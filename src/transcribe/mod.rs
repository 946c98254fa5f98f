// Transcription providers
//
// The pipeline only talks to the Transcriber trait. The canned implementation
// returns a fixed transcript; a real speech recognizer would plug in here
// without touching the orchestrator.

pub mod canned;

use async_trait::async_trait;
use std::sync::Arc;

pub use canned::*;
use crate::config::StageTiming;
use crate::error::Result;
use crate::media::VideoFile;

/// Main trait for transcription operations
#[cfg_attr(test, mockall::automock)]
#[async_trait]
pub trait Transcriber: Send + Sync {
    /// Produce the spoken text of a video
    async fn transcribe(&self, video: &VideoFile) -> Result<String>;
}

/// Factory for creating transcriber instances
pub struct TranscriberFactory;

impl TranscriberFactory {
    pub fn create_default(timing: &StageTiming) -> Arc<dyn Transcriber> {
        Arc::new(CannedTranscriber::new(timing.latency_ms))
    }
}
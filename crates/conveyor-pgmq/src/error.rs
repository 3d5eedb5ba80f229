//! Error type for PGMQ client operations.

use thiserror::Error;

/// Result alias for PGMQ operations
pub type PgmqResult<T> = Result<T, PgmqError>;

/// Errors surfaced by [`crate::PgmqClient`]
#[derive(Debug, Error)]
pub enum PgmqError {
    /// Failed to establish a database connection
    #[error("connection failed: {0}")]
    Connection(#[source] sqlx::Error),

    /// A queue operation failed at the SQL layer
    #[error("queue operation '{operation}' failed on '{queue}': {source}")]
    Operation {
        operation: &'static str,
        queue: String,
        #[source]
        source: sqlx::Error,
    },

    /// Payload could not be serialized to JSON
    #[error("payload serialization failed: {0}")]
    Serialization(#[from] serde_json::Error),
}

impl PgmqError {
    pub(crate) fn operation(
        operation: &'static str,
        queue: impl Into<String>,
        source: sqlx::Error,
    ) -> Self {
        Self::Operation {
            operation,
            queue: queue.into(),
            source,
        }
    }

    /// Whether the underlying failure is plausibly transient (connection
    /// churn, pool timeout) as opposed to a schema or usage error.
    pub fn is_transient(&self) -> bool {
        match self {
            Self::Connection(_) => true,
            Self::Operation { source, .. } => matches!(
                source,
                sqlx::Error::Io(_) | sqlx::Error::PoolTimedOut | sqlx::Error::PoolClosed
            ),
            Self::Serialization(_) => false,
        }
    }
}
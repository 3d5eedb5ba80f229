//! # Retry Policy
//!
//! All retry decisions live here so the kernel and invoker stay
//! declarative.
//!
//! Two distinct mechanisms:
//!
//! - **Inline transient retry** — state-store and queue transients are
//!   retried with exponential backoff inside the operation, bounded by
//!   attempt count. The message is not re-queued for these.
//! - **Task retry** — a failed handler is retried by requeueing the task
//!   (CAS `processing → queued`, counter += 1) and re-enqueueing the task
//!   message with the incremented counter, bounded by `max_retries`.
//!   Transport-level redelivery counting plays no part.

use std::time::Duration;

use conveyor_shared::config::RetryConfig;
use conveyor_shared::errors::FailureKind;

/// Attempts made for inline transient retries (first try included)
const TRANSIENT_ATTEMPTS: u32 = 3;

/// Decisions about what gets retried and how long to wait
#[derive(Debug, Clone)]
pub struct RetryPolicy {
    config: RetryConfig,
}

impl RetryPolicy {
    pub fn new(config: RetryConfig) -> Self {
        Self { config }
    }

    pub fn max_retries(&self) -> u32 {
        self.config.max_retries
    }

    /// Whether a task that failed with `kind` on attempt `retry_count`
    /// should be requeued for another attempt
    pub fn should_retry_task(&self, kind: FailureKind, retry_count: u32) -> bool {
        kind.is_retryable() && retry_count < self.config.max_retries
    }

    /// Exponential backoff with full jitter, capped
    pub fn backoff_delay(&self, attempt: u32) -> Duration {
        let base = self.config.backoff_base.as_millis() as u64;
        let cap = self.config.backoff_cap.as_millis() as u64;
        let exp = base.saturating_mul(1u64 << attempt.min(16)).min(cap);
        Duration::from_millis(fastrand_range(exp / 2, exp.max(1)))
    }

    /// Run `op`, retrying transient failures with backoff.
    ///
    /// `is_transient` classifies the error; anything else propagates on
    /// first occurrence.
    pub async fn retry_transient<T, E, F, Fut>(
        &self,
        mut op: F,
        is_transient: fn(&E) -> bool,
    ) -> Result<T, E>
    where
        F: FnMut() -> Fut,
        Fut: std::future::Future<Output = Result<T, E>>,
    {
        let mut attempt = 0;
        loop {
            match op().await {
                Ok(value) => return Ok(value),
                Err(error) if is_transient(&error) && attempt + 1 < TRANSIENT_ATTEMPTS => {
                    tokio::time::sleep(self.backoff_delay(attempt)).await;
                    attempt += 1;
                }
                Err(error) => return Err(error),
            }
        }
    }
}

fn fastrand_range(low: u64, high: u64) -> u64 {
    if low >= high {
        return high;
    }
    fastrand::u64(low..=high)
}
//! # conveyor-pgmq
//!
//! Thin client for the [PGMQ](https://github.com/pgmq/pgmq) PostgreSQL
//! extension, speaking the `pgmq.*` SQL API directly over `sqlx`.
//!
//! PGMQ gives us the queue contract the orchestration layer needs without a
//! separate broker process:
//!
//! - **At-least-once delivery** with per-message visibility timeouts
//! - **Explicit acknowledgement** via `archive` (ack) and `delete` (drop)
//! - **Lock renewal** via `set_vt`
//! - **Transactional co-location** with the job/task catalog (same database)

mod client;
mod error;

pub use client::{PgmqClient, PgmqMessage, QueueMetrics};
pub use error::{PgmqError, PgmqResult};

* Work instruction
Reproduce every line of the material above that has the string "filename".

* Written solution
filename src/transcribe/mod.rs
filename crates/conveyor-pgmq/src/error.rs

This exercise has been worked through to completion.